[What to work on]
The response must contain every line from the records below that has "leaf".

[Task material]
use std::collections::{BTreeMap, HashMap};
use std::sync::{Arc, Mutex};

use crate::connect::connect;
use crate::error::{AssemblyError, Result};
use crate::geometry::{Pose, Vector};
use crate::logging::{LogLevel, Logger, event_with_fields, json_kv, json_str};
use crate::metrics::ResolveMetrics;
use crate::model::{Assembly, Connection, Element, Sobject, SobjectId};
use crate::provider::GeometryProvider;

const LOG_TARGET: &str = "kitbash::choreography";

/// One tree edge, resolved to the connection that places it.
#[derive(Debug, Clone, PartialEq)]
pub struct ChainLink {
    pub parent: SobjectId,
    pub child: SobjectId,
    /// Index into the connection list the chain was built against.
    pub connection: usize,
    /// The declared ends run child-to-parent; apply the connection reversed.
    pub reversed: bool,
}

/// Decomposes an assembly tree into its root-to-leaf chains, in parts order.
///
/// Each tree edge is matched to the first declared connection running
/// parent-to-child; failing that, the first running child-to-parent is used
/// reversed. An edge with no declared connection at all is an error.
pub fn chains(assembly: &Assembly, connections: &[Connection]) -> Result<Vec<Vec<ChainLink>>> {
    let mut out = Vec::new();
    let mut prefix = Vec::new();
    collect_chains(assembly, connections, &mut prefix, &mut out)?;
    Ok(out)
}

fn collect_chains(
    node: &Assembly,
    connections: &[Connection],
    prefix: &mut Vec<ChainLink>,
    out: &mut Vec<Vec<ChainLink>>,
) -> Result<()> {
    if node.parts.is_empty() {
        if !prefix.is_empty() {
            out.push(prefix.clone());
        }
        return Ok(());
    }
    for part in &node.parts {
        prefix.push(find_connection(
            &node.sobject_id,
            &part.sobject_id,
            connections,
        )?);
        collect_chains(part, connections, prefix, out)?;
        prefix.pop();
    }
    Ok(())
}

fn find_connection(parent: &str, child: &str, connections: &[Connection]) -> Result<ChainLink> {
    let link = |connection: usize, reversed: bool| ChainLink {
        parent: parent.to_string(),
        child: child.to_string(),
        connection,
        reversed,
    };
    if let Some(index) = connections.iter().position(|connection| {
        connection.attractor.sobject_id == parent && connection.attracted.sobject_id == child
    }) {
        return Ok(link(index, false));
    }
    if let Some(index) = connections.iter().position(|connection| {
        connection.attractor.sobject_id == child && connection.attracted.sobject_id == parent
    }) {
        return Ok(link(index, true));
    }
    Err(AssemblyError::MissingConnection {
        attractor: parent.to_string(),
        attracted: child.to_string(),
    })
}

/// Computes absolute poses for every sobject of one assembly tree.
///
/// Chains are walked independently with a per-chain drift displacement.
/// Every link connects the declared poses of its two ends, so chains sharing
/// a prefix recompute the shared links to the same values.
pub struct Choreography {
    update_points_of_view: bool,
    logger: Option<Logger>,
    metrics: Option<Arc<Mutex<ResolveMetrics>>>,
}

impl Default for Choreography {
    fn default() -> Self {
        Self {
            update_points_of_view: true,
            logger: None,
            metrics: None,
        }
    }
}

impl Choreography {
    pub fn new() -> Self {
        Self::default()
    }

    /// Toggles drift correction. On (the default), each placed part feeds
    /// the gap between its declared and computed position back into the
    /// chain so downstream parts keep their declared relative arrangement.
    pub fn with_update_points_of_view(mut self, enabled: bool) -> Self {
        self.update_points_of_view = enabled;
        self
    }

    pub fn with_logger(mut self, logger: Logger) -> Self {
        self.logger = Some(logger);
        self
    }

    pub fn with_metrics(mut self, metrics: Arc<Mutex<ResolveMetrics>>) -> Self {
        self.metrics = Some(metrics);
        self
    }

    /// Resolves the absolute pose of every sobject in `assembly`.
    ///
    /// The root keeps its declared pose. Each chain is then walked root to
    /// leaf, placing every child by its connection to the parent. The result
    /// maps every tree node, roots included.
    pub fn resolve_poses(
        &self,
        assembly: &Assembly,
        sobjects: &[Sobject],
        connections: &[Connection],
        provider: &dyn GeometryProvider,
    ) -> Result<BTreeMap<SobjectId, Pose>> {
        let index = sobject_index(sobjects);
        let root = declared(&index, &assembly.sobject_id)?;

        let mut poses = BTreeMap::new();
        poses.insert(root.id.clone(), root.pose);

        let mut placed = 0usize;
        for chain in chains(assembly, connections)? {
            let mut displacement = Vector::zeros();
            for link in &chain {
                let parent = declared(&index, &link.parent)?;
                let child = declared(&index, &link.child)?;
                let oriented = if link.reversed {
                    connections[link.connection].reversed()
                } else {
                    connections[link.connection].clone()
                };
                let result = connect(&oriented, parent, child, provider)?;
                poses.insert(
                    child.id.clone(),
                    result
                        .attracted_pose
                        .with_point_of_view(result.attracted_pose.point_of_view() + displacement),
                );
                if self.update_points_of_view {
                    displacement +=
                        child.pose.point_of_view() - result.attracted_pose.point_of_view();
                }
                placed += 1;
            }
        }

        self.record(|metrics| metrics.record_connections(placed));
        self.log(
            LogLevel::Debug,
            "poses_resolved",
            [
                json_str("root", assembly.sobject_id.clone()),
                json_kv("sobjects", poses.len()),
                json_kv("connections", placed),
            ],
        );

        Ok(poses)
    }

    /// Resolves poses, then pairs each sobject with its geometry for
    /// `target_platform`. Elements come back in sobject-id order.
    pub fn assembly_to_elements(
        &self,
        assembly: &Assembly,
        sobjects: &[Sobject],
        connections: &[Connection],
        provider: &dyn GeometryProvider,
        target_platform: &str,
    ) -> Result<Vec<Element>> {
        let poses = self.resolve_poses(assembly, sobjects, connections, provider)?;
        let index = sobject_index(sobjects);
        let mut elements = Vec::with_capacity(poses.len());
        for (sobject_id, pose) in poses {
            let sobject = declared(&index, &sobject_id)?;
            let representation = provider.request_geometry(&sobject.parameters, target_platform)?;
            elements.push(Element {
                sobject_id,
                pose,
                representation,
            });
        }
        Ok(elements)
    }

    fn log<I>(&self, level: LogLevel, message: &str, fields: I)
    where
        I: IntoIterator<Item = (String, serde_json::Value)>,
    {
        if let Some(logger) = self.logger.as_ref() {
            let _ = logger.log_event(event_with_fields(level, LOG_TARGET, message, fields));
        }
    }

    fn record(&self, update: impl FnOnce(&mut ResolveMetrics)) {
        if let Some(metrics) = self.metrics.as_ref() {
            if let Ok(mut guard) = metrics.lock() {
                update(&mut guard);
            }
        }
    }
}

/// Index by id; duplicate declarations keep the first, as in
/// [`crate::graph::LayoutGraph::from_layout`].
fn sobject_index(sobjects: &[Sobject]) -> HashMap<&str, &Sobject> {
    let mut index = HashMap::with_capacity(sobjects.len());
    for sobject in sobjects {
        index.entry(sobject.id.as_str()).or_insert(sobject);
    }
    index
}

fn declared<'a>(index: &HashMap<&str, &'a Sobject>, id: &SobjectId) -> Result<&'a Sobject> {
    index
        .get(id.as_str())
        .copied()
        .ok_or_else(|| AssemblyError::UnknownSobject(id.clone()))
}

[Solution to this task]
/// Decomposes an assembly tree into its root-to-leaf chains, in parts order.
    /// leaf, placing every child by its connection to the parent. The result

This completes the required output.